Marginalised No More Project

The ‘Marginalised No More’ project was conceived by the Bernie Grant Trust to enable young Londoners to understand the legacy of a generation which in the 1980’s demanded and struggled for its place in British Society. Using the Bernie Grant Archive, this project enabled individuals to engage with and learn from this legacy.  Focusing on the eventful years of 1983-1993 in London, the project explored this critical decade in Britain’s journey to becoming an inclusive society.

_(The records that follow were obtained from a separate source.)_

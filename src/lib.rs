//! pgAdmin 4 desktop runtime
//!
//! Spawns the Python application server, waits for it to answer its health
//! endpoint, and coordinates downloads and auto-update state with whatever
//! presentation layer hosts the runtime.
//!
//! ## Module Organization
//!
//! - `server_log` - per-run backend log file
//! - `config` - persisted runtime configuration (`runtime_config.json`)
//! - `port` - loopback port allocation
//! - `supervisor` - backend process spawn, output forwarding and teardown
//! - `health` - health endpoint polling with a wall-clock deadline
//! - `download` - download queue with aggregate progress
//! - `update` - auto-update state machine and feed handling
//! - `presentation` - presenter trait, menu model and terminal presenter
//! - `platform` - host platform detection
//! - `context` - shared handles passed to every component
//! - `launcher` - launch orchestration tying the pieces together

pub mod config;
pub mod context;
pub mod download;
pub mod error;
pub mod health;
pub mod launcher;
pub mod platform;
pub mod port;
pub mod presentation;
pub mod server_log;
pub mod supervisor;
pub mod update;

pub use context::RuntimeContext;
pub use launcher::{LaunchOutcome, Launcher};
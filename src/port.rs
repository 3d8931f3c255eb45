//! Loopback port allocation for the backend server.

use crate::error::PortError;

/// Pick the port the backend will listen on.
///
/// `0` asks the OS for a free ephemeral port; any other value is checked by
/// binding it once. The listener is dropped before returning, so the port is
/// only known to be free at the moment of the check. No retries: the caller
/// decides whether to ask the user for another port.
pub async fn acquire(requested: u16) -> Result<u16, PortError> {
    let addr = format!("127.0.0.1:{requested}");

    match tokio::net::TcpListener::bind(&addr).await {
        Ok(listener) => {
            let port = listener
                .local_addr()
                .map_err(|source| PortError::Bind {
                    port: requested,
                    source,
                })?
                .port();
            drop(listener);
            log::debug!("Port {port} is available");
            Ok(port)
        }
        Err(e) if e.kind() == std::io::ErrorKind::AddrInUse => {
            Err(PortError::AddressInUse(requested))
        }
        Err(source) => Err(PortError::Bind {
            port: requested,
            source,
        }),
    }
}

The project was built around four main themes: ‘Marginalised Black Britain’; ‘Black Britain: Marginalised no more’; ‘The Role of Leadership’; and ‘Black Britain: 25 years on’. With these themes at its core, through use of the archive and the example of Haringey, the project explored the social and economic conditions and pressures that helped to shape Black British identity at the time, the responses to those pressures, and the impact that these actions had not only on the Black British Community but also on the wider society.

The project as a whole included three strands: Developing Schools Resources; Developing Young Producers and Bringing Stories Alive, and Training Heritage Ambassadors.  This particular collection contains the interviews that were carried out by the Heritage Ambassadors as part of the third strand of the project.  The interviews focus primarily on one or more of the four main themes that the project was built around.

The Marginalised No More Project trained 12 young people in heritage and oral history skills, and recorded interviews with 81 individuals. The full collection of interviews are available at Bishopgate Institute upon request with the Archivist, however a selection of excerpts and transcripts of some of the interviews will be made available here soon, as part of the Bernie Grant Trust Digitisation Project.